(Work instructions): Taking each line of the records in turn, count those containing "handles" and report only the number.

#### Source records ####

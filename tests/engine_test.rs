use std::sync::Arc;
use chrono::{Duration, Utc};
use learnpath_lib::config::EngineConfig;
use learnpath_lib::modules::{Module, ModuleDifficulty, StaticCatalog};
use learnpath_lib::profile::{Difficulty, Pace};
use learnpath_lib::state::DEFAULT_PRUNE_THRESHOLD;
use learnpath_lib::store::{LearnerStore, MemoryStore};
use learnpath_lib::{Engine, Performance, RecommendationContext};

fn catalog() -> Vec<Module> {
    vec![
        Module::new("intro-syntax", &["basic-syntax"]).with_title("Hello, syntax"),
        Module::new("vars", &["variables", "data-types"]).with_title("Variables and types"),
        Module::new("control-flow", &["operators", "conditionals"])
            .with_title("Making decisions")
            .with_duration(1500.0),
        Module::new("loops-101", &["loops"]).with_description("Iterate with for and while"),
        Module::new("numbers", &["arithmetic"])
            .with_title("Arithmetic warmup")
            .with_duration(200.0),
        Module::new("capstone", &["data-structures", "algorithms", "classes", "recursion"])
            .with_difficulty(ModuleDifficulty::Named("expert".into()))
            .with_duration(5400.0),
        Module::new("placeholder", &[]),
    ]
}

fn engine() -> Engine<MemoryStore, StaticCatalog> {
    Engine::new(MemoryStore::new(), StaticCatalog::new(catalog()), EngineConfig::default())
}

fn completed(score: f64, secs: f64) -> Performance {
    Performance { completed: true, score, time_taken_seconds: secs }
}

#[tokio::test]
async fn test_fresh_learner_is_created_lazily() {
    let store = MemoryStore::new();
    let engine = Engine::new(store.clone(), StaticCatalog::new(catalog()), EngineConfig::default());

    let profile = engine.get_learner_profile("learner-1").await.unwrap();
    assert_eq!(profile.total_attempted, 0);
    let tree = engine.get_skill_tree("learner-1").await.unwrap();
    assert_eq!(tree.len(), 25);

    assert_eq!(store.profile_count(), 1);
    assert_eq!(store.graph_count(), 1);
}

#[tokio::test]
async fn test_recommend_fresh_learner() {
    let engine = engine();
    let recs = engine.recommend("learner-1", 5).await.unwrap();

    assert!(!recs.is_empty());
    assert!(recs.len() <= 5);
    assert!(recs.iter().all(|r| r.score > 0.0));
    assert!(recs.iter().all(|r| r.module.id != "placeholder"));
    for pair in recs.windows(2) {
        assert!(pair[0].score >= pair[1].score);
    }
    assert_eq!(engine.metrics().recommendations_served, recs.len() as u64);
}

#[tokio::test]
async fn test_process_completion_updates_profile_and_skills() {
    let engine = engine();
    let module = Module::new("loops-101", &["loops"]);

    let result = engine
        .process_completion("learner-1", &module, completed(80.0, 300.0))
        .await
        .unwrap();

    assert_eq!(result.completion.module_id, "loops-101");
    assert_eq!(result.completion.skills_updated.len(), 1);
    assert!((result.completion.skills_updated[0].after - 24.0).abs() < 1e-9);
    assert_eq!(result.analysis.profile.total_attempted, 1);
    assert_eq!(result.analysis.profile.total_completed, 1);
    assert!(result.analysis.top_recommendations.len() <= 3);

    let tree = engine.get_skill_tree("learner-1").await.unwrap();
    let loops = tree.get("loops").unwrap();
    assert!((loops.proficiency - 24.0).abs() < 1e-9);
    assert_eq!(loops.practice_count, 1);

    let profile = engine.get_learner_profile("learner-1").await.unwrap();
    assert_eq!(profile.average_completion_time_seconds, 300.0);
    assert!(profile.last_activity_at.is_some());
    assert_eq!(engine.metrics().completions_processed, 1);
}

#[tokio::test]
async fn test_failed_attempt_leaves_skills_alone() {
    let engine = engine();
    let module = Module::new("loops-101", &["loops"]);
    let attempt = Performance { completed: false, score: 30.0, time_taken_seconds: 120.0 };

    let result = engine.process_completion("learner-1", &module, attempt).await.unwrap();
    assert!(result.completion.skills_updated.is_empty());
    assert_eq!(result.analysis.profile.total_completed, 0);
    assert!((result.analysis.profile.failure_rate - 1.0).abs() < 1e-9);

    let tree = engine.get_skill_tree("learner-1").await.unwrap();
    assert_eq!(tree.get("loops").unwrap().practice_count, 0);
}

#[tokio::test]
async fn test_completion_clamps_score_and_creates_new_skills() {
    let engine = engine();
    let module = Module::new("graphql-intro", &["graphql"]);
    let result = engine
        .process_completion("learner-1", &module, completed(150.0, -20.0))
        .await
        .unwrap();

    assert_eq!(result.completion.score, 100.0);
    assert_eq!(result.completion.time_taken_seconds, 0.0);

    let tree = engine.get_skill_tree("learner-1").await.unwrap();
    assert_eq!(tree.len(), 26);
    assert!((tree.proficiency("graphql").unwrap() - 30.0).abs() < 1e-9);
}

#[tokio::test]
async fn test_comprehensive_analysis_reports_struggling_skills() {
    let engine = engine();
    let module = Module::new("loops-101", &["loops"]);
    for _ in 0..3 {
        engine
            .process_completion("learner-1", &module, completed(10.0, 600.0))
            .await
            .unwrap();
    }

    let analysis = engine.comprehensive_analysis("learner-1").await.unwrap();
    assert_eq!(analysis.skills.total_skills, 25);
    assert_eq!(analysis.skills.levels.len(), 4);
    let novice = &analysis.skills.levels[0];
    assert_eq!(novice.count, 25);
    assert!((novice.percentage - 100.0).abs() < 1e-9);

    assert_eq!(analysis.improvement_areas.len(), 1);
    assert_eq!(analysis.improvement_areas[0].skill, "loops");
    assert_eq!(analysis.improvement_areas[0].practice_count, 3);

    assert!(analysis.recommended_next_skills.len() <= 5);
    assert!(analysis.top_recommendations.len() <= 3);
    assert_eq!(analysis.profile.total_attempted, 3);
}

#[tokio::test]
async fn test_select_next_honours_goal() {
    let engine = engine();
    let chosen = engine.select_next("learner-1", Some("arithmetic")).await.unwrap();
    assert_eq!(chosen.unwrap().id, "numbers");

    let any = engine.select_next("learner-1", Some("no-such-topic")).await.unwrap();
    assert!(any.is_some());

    let empty = Engine::new(MemoryStore::new(), StaticCatalog::default(), EngineConfig::default());
    assert!(empty.select_next("learner-1", None).await.unwrap().is_none());
}

#[tokio::test]
async fn test_build_learning_path_orders_conditionals_before_loops() {
    let engine = engine();
    let path = engine
        .build_learning_path("learner-1", &["loops".to_string()], 10)
        .await
        .unwrap();

    let teaches = |skill: &str| {
        path.steps
            .iter()
            .position(|s| s.module.skills.iter().any(|k| k == skill))
    };
    let cond = teaches("conditionals").unwrap();
    let loops = teaches("loops").unwrap();
    assert!(cond < loops);
    assert_eq!(path.required_skills.last().map(String::as_str), Some("loops"));
    assert_eq!(engine.metrics().learning_paths_built, 1);
}

#[tokio::test]
async fn test_adaptive_recommendations_filters_and_falls_back() {
    let engine = engine();

    let short_only = RecommendationContext {
        max_duration_secs: Some(300.0),
        ..Default::default()
    };
    let result = engine.adaptive_recommendations("learner-1", short_only).await.unwrap();
    assert!(result.filters_applied);
    assert!(result.recommendations.iter().all(|r| r.module.duration_secs() <= 300.0));

    let impossible = RecommendationContext {
        goal: Some("underwater basket weaving".into()),
        difficulty: Some(Difficulty::Expert),
        max_duration_secs: Some(1.0),
    };
    let result = engine.adaptive_recommendations("learner-1", impossible).await.unwrap();
    assert!(!result.filters_applied);
    assert!(!result.recommendations.is_empty());

    // fresh learner: no pace hint, low mastery, no activity yet
    assert!(result.suggestions.len() <= 3);
    assert_eq!(result.suggestions.len(), 2);
    assert!(result.suggestions[0].contains("foundational"));
}

#[tokio::test]
async fn test_adaptive_suggestions_follow_priority() {
    let store = MemoryStore::new();
    let engine = Engine::new(store.clone(), StaticCatalog::new(catalog()), EngineConfig::default());

    let mut profile = engine.get_learner_profile("learner-1").await.unwrap();
    profile.learning_pace = Pace::Slow;
    profile.total_attempted = 4;
    profile.total_completed = 1;
    profile.last_activity_at = Some(Utc::now() - Duration::days(10));
    store.save_profile(&profile).await.unwrap();

    // bypass the engine cache so the edited profile is read back
    let engine = Engine::new(store, StaticCatalog::new(catalog()), EngineConfig::default());
    let result = engine
        .adaptive_recommendations("learner-1", RecommendationContext::default())
        .await
        .unwrap();

    assert_eq!(result.suggestions.len(), 3);
    assert!(result.suggestions[0].contains("Shorter modules"));
    assert!(result.suggestions[1].contains("foundational"));
    assert!(result.suggestions[2].contains("easier modules"));
}

#[tokio::test]
async fn test_reset_if_stale() {
    let engine = engine();

    let fresh = engine.reset_if_stale("learner-1").await.unwrap();
    assert_eq!(fresh.total_attempted, 0);
    assert_eq!(engine.metrics().stale_resets, 1);

    engine
        .process_completion("learner-1", &Module::new("m", &["loops"]), completed(70.0, 400.0))
        .await
        .unwrap();
    let active = engine.reset_if_stale("learner-1").await.unwrap();
    assert_eq!(active.total_attempted, 1);
    assert_eq!(engine.metrics().stale_resets, 1);
}

#[tokio::test]
async fn test_reset_if_stale_preserves_preferred_difficulty() {
    let store = MemoryStore::new();
    let mut profile = learnpath_lib::LearnerProfile::new("learner-1");
    profile.preferred_difficulty = Difficulty::Advanced;
    profile.total_attempted = 12;
    profile.total_completed = 9;
    profile.last_activity_at = Some(Utc::now() - Duration::days(45));
    store.save_profile(&profile).await.unwrap();

    let engine = Engine::new(store, StaticCatalog::new(catalog()), EngineConfig::default());
    let reset = engine.reset_if_stale("learner-1").await.unwrap();
    assert_eq!(reset.total_attempted, 0);
    assert_eq!(reset.total_completed, 0);
    assert_eq!(reset.preferred_difficulty, Difficulty::Advanced);
}

#[tokio::test]
async fn test_add_skill_persists_once() {
    let engine = engine();
    assert!(engine.add_skill("learner-1", "graphql", &["sql-queries".to_string()]).await.unwrap());
    assert!(!engine.add_skill("learner-1", "graphql", &[]).await.unwrap());

    let tree = engine.get_skill_tree("learner-1").await.unwrap();
    assert_eq!(tree.get("graphql").unwrap().prerequisites, vec!["sql-queries".to_string()]);
}

#[tokio::test(flavor = "multi_thread", worker_threads = 4)]
async fn test_concurrent_completions_are_not_lost() {
    let engine = Arc::new(engine());
    let module = Module::new("loops-101", &["loops"]);

    let mut handles = Vec::new();
    for _ in 0..20 {
        let engine = Arc::clone(&engine);
        let module = module.clone();
        handles.push(tokio::spawn(async move {
            engine
                .process_completion("learner-1", &module, completed(60.0, 300.0))
                .await
                .map(|_| ())
        }));
    }
    for handle in handles {
        handle.await.unwrap().unwrap();
    }

    let profile = engine.get_learner_profile("learner-1").await.unwrap();
    assert_eq!(profile.total_attempted, 20);
    assert_eq!(profile.total_completed, 20);
    let tree = engine.get_skill_tree("learner-1").await.unwrap();
    assert_eq!(tree.get("loops").unwrap().practice_count, 20);
}

#[tokio::test]
async fn test_learners_are_isolated() {
    let engine = engine();
    engine
        .process_completion("alice", &Module::new("m", &["loops"]), completed(90.0, 300.0))
        .await
        .unwrap();

    let bob = engine.get_skill_tree("bob").await.unwrap();
    assert_eq!(bob.get("loops").unwrap().practice_count, 0);
    let bob_profile = engine.get_learner_profile("bob").await.unwrap();
    assert_eq!(bob_profile.total_attempted, 0);
}

#[tokio::test]
async fn test_learner_locks_stay_bounded_across_many_learners() {
    let engine = engine();
    for i in 0..1000 {
        engine.get_learner_profile(&format!("learner-{}", i)).await.unwrap();
    }

    assert!(engine.locks().len() <= DEFAULT_PRUNE_THRESHOLD);
    assert_eq!(engine.store().profile_count(), 1000);
}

####

(Answer to the problem): 3